Fanny Parks’ book, one of the great travel accounts of India, written in 1850 highlights her love for India, its culture and its small talk

The radiant picture of Lord Ganesh you see on this page is from my favourite travel book – Fanny Parks’ (1794-1875) Wanderings of a Pilgrim in Search of the Picturesque During Four-and-Twenty Years in the East with Revelations of Life in the Zenana, published in London in 1850. Wanderings is one of three great travel accounts of India written by English women travellers of the 19th century. The other two are Maria Graham’s (1785-1842) journal of 1822, which is the first-ever travel book written by a woman, and Emily Eden’s (1797-1869) Up The Country: Letters Written to Her Sister from the Upper Provinces of India, published in 1867.

Fanny was born Frances Archer in Wales, England, and became Fanny Parks when she married Charles Crawford Parks, a writer, as an office clerk was then called, for the East India Company. She came to India with her husband in 1822, lived for some time in Calcutta where, among other people, she met the great Indian social reformer Raja Ram Mohun Roy and attended a nautch at his house apart from meeting the son of Tipoo Sultan. Afterwards, she lived with her husband for several years in Allahabad. During one of her journeys she met Emily Eden who recorded in her journal, “We are rather oppressed just now by a lady, Mrs Parkes, who insists on belonging to our camp. She has a husband who always goes mad in the cold season, so she says it is her duty to herself to leave him and travel about.
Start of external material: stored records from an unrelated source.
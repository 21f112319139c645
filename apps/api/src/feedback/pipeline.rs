//! Interview feedback — orchestrates the full generation pipeline.
//!
//! Flow: fetch transcript → sanitize → build prompt → generate → normalize.
//!
//! The two collaborator calls are awaited once each. Their errors come back
//! to the caller unchanged; nothing here retries.

use serde::{Deserialize, Serialize};
use thiserror::Error;
use tracing::info;

use crate::config::FeedbackSettings;
use crate::feedback::normalizer::normalize;
use crate::feedback::prompts::{build_prompt, JobInfo, SYSTEM_INSTRUCTIONS};
use crate::llm_client::{GenerationRequest, LlmError, TextGenerator};
use crate::transcript::{sanitize_transcript, TranscriptError, TranscriptLimits, TranscriptSource};

// ────────────────────────────────────────────────────────────────────────────
// Data models
// ────────────────────────────────────────────────────────────────────────────

/// Per-request overrides. Unset fields fall back to `FeedbackSettings`.
#[derive(Debug, Clone, Default, PartialEq, Serialize, Deserialize)]
#[serde(rename_all = "camelCase")]
pub struct FeedbackOptions {
    #[serde(default, alias = "model_name")]
    pub model_name: Option<String>,
    /// Tail window of transcript turns to include.
    #[serde(default, alias = "max_messages")]
    pub max_messages: Option<usize>,
    #[serde(default)]
    pub temperature: Option<f32>,
    /// Ask the model for a leading JSON summary before the markdown.
    #[serde(default, alias = "include_json_summary")]
    pub include_json_summary: bool,
}

#[derive(Debug, Clone, PartialEq, Serialize, Deserialize)]
#[serde(rename_all = "camelCase")]
pub struct FeedbackRequest {
    #[serde(alias = "chat_id")]
    pub chat_id: String,
    #[serde(alias = "job_info")]
    pub job_info: JobInfo,
    #[serde(alias = "user_name")]
    pub user_name: String,
    #[serde(default)]
    pub options: FeedbackOptions,
}

/// Failures of the two external calls, passed through untouched.
#[derive(Debug, Error)]
pub enum FeedbackError {
    #[error(transparent)]
    Transcript(#[from] TranscriptError),

    #[error(transparent)]
    Generation(#[from] LlmError),
}

// ────────────────────────────────────────────────────────────────────────────
// Pipeline
// ────────────────────────────────────────────────────────────────────────────

/// Generates the normalized feedback document for one interview.
///
/// Steps:
/// 1. `transcripts.fetch()` → raw chat turns
/// 2. `sanitize_transcript()` → bounded transcript
/// 3. `build_prompt()` → prompt text
/// 4. `generator.generate()` with the system instructions, step limit and temperature
/// 5. `normalize()` → final markdown
pub async fn generate_feedback(
    transcripts: &dyn TranscriptSource,
    generator: &dyn TextGenerator,
    settings: &FeedbackSettings,
    request: &FeedbackRequest,
) -> Result<String, FeedbackError> {
    let options = &request.options;

    // Step 1: Fetch raw turns
    let raw_turns = transcripts.fetch(&request.chat_id).await?;

    // Step 2: Sanitize
    let limits = TranscriptLimits {
        max_messages: options.max_messages.unwrap_or(settings.max_messages),
        ..Default::default()
    };
    let transcript = sanitize_transcript(&raw_turns, limits);
    info!(
        "Chat {}: {} raw turns, {} kept for prompt",
        request.chat_id,
        raw_turns.len(),
        transcript.len()
    );

    // Step 3: Build prompt
    let prompt = build_prompt(
        &transcript,
        &request.job_info,
        &request.user_name,
        options.include_json_summary,
    );

    // Step 4: Generate
    let model = options.model_name.as_deref().unwrap_or(&settings.model);
    let generated = generator
        .generate(GenerationRequest {
            model,
            prompt: &prompt,
            system: SYSTEM_INSTRUCTIONS,
            step_limit: settings.step_limit,
            temperature: Some(options.temperature.unwrap_or(settings.temperature)),
        })
        .await?;
    info!(
        "Chat {}: generated {} chars in {} step(s) with {}",
        request.chat_id,
        generated.text.len(),
        generated.steps,
        model
    );

    // Step 5: Normalize
    Ok(normalize(&generated.text))
}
She has been a beauty and has remains of it, and is abundantly fat and lively. At Benares, where we fell in with her she informed us she was an Independent Woman.”

An 'Independent Woman' she really was, for she travelled like a free woman for long years up and down much of north India, mixing with all sorts of people, equally at ease with the high and the low. Here she learnt Hindostani and became fluent in the language. She also learnt Persian and seems to have been equally fluent and so well read in that language that she could quote from Rumi and Byron with great felicity in the same breath. She travelled by boat from Calcutta to Allahabad, on her Arabic steed all over the north Indian plains and when required long distances even on foot. She was a restless soul and was possessed by such an untiring wanderlust and intense love of open skies that when she went back home to England she could not stay there for long and began pining for the open Indian sky, which soon pulled her back.
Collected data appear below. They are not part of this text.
//! Interview transcripts: the raw chat-turn records we retrieve from the voice
//! platform, the sanitized form we hand to the prompt builder, and the
//! retrieval seam itself.
//!
//! `TranscriptSource` is carried in `AppState` as `Arc<dyn TranscriptSource>`;
//! the default backend is `HumeClient`.

use async_trait::async_trait;
use serde::{Deserialize, Serialize};
use std::collections::BTreeMap;
use thiserror::Error;

pub mod hume;
pub mod sanitizer;

pub use sanitizer::{sanitize_emotion_features, sanitize_transcript, truncate, TranscriptLimits};

// ────────────────────────────────────────────────────────────────────────────
// Raw turns (collaborator input)
// ────────────────────────────────────────────────────────────────────────────

/// Event tag attached to every chat turn by the retrieval service.
#[derive(Debug, Clone, Copy, PartialEq, Eq, Serialize, Deserialize)]
#[serde(rename_all = "SCREAMING_SNAKE_CASE")]
pub enum TurnType {
    UserMessage,
    AgentMessage,
    SystemPrompt,
    UserInterruption,
    ChatEndMessage,
    PauseOnset,
    ResumeOnset,
    FunctionCall,
    FunctionCallResponse,
    #[serde(other)]
    Other,
}

/// A single chat turn exactly as retrieved. Every field past `type` is optional
/// because the sanitizer degrades by omission rather than rejecting turns.
#[derive(Debug, Clone, Serialize, Deserialize)]
pub struct RawChatTurn {
    #[serde(rename = "type")]
    pub turn_type: TurnType,
    #[serde(default, alias = "message_text", rename = "messageText")]
    pub message_text: Option<String>,
    /// Either a JSON object or a string containing one.
    #[serde(default, alias = "emotion_features", rename = "emotionFeatures")]
    pub emotion_features: Option<serde_json::Value>,
}

// ────────────────────────────────────────────────────────────────────────────
// Sanitized transcript (prompt input)
// ────────────────────────────────────────────────────────────────────────────

#[derive(Debug, Clone, Copy, PartialEq, Eq, Serialize, Deserialize)]
#[serde(rename_all = "lowercase")]
pub enum Speaker {
    Interviewee,
    Interviewer,
}

/// A normalized transcript message passed to the model as data.
#[derive(Debug, Clone, PartialEq, Serialize, Deserialize)]
#[serde(rename_all = "camelCase")]
pub struct TranscriptMessage {
    pub speaker: Speaker,
    pub text: String,
    /// Present only for interviewee turns with at least one valid feature.
    #[serde(default, skip_serializing_if = "Option::is_none")]
    pub emotion_features: Option<BTreeMap<String, f64>>,
}

// ────────────────────────────────────────────────────────────────────────────
// Retrieval seam
// ────────────────────────────────────────────────────────────────────────────

#[derive(Debug, Error)]
pub enum TranscriptError {
    #[error("HTTP error: {0}")]
    Http(#[from] reqwest::Error),

    #[error("Chat {0} not found")]
    NotFound(String),

    #[error("API error (status {status}): {message}")]
    Api { status: u16, message: String },

    #[error("Invalid chat id: {0}")]
    InvalidChatId(String),

    #[error("Invalid transcript service URL: {0}")]
    InvalidUrl(String),
}

/// Fetches the ordered chat turns for an opaque chat identifier.
///
/// Implementations must not retry; failures go back to the caller untouched.
#[async_trait]
pub trait TranscriptSource: Send + Sync {
    async fn fetch(&self, chat_id: &str) -> Result<Vec<RawChatTurn>, TranscriptError>;
}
She loved India, its culture and its small talk so much that she became almost an Indian herself for which her contemporary English sahibs scoffed and sneered at her, ridiculing her for having gone native. That was an outright term of censure those days. But that did not seem to bother her. Such scorn served only to spur her ever more to love India and Indians. To give her critics a further slight, she began wearing a janeu or the Hindu sacred thread with 300 names of Hindu gods interwoven in silk and gold in it. She criticised the English for their lack of understanding and appreciation of Indian culture. She, however, continued to push her way as much into contemporary English social circles as she did into those of Indians of all classes. She was a keen observer of human conduct and character, and never failed to notice even the slightest nuances of an utterance or a movement. Her description of the Indian household of those days and pen-portraits of contemporary men and women are remarkably penetrating and perceptive apart from being extremely sympathetic.
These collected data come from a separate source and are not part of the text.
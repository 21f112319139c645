//! Interview feedback: prompt construction, generation, and the
//! post-processing that turns model output into a stable document.

pub mod categories;
pub mod handlers;
pub mod normalizer;
pub mod pipeline;
pub mod prompts;
pub mod scorecard;
pub mod summary;

pub use categories::CanonicalCategory;
pub use normalizer::normalize;
pub use pipeline::{generate_feedback, FeedbackError, FeedbackOptions, FeedbackRequest};
pub use prompts::{build_prompt, ExperienceLevel, JobInfo, SYSTEM_INSTRUCTIONS};
pub use scorecard::{CategoryScore, RatingBand, Scorecard};
pub use summary::{parse_summary, CategorySummary, FeedbackSummary, ParsedFeedback};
Equally charming are her descriptions of the durbars and the zenana, maharajas a n d m a h a r a n i s a n d commoners, towns and villages, temples, fairs and religious customs, changes of seasons, and the woods and rivers of the Indian plains and hills. She loved writing and had a tremendous felicity in the 19th century art of writing journals. More than anybody else, this writing pleased her immensely which is why readers even so far removed in time can enjoy her books today. “My journal is a constant source of pleasure,” she wrote at one place, “it not only amuses me to record passing events, but in writing it I perform a promise given ere I quitted England.”

Although her contemporary English with cursed lips made fun of her, back home in England, her journals were lapped up by many avid readers. Her picture of Lord Ganesh became so loved in her home country that, cut out from her book, it today sells for over a thousand pound sterling.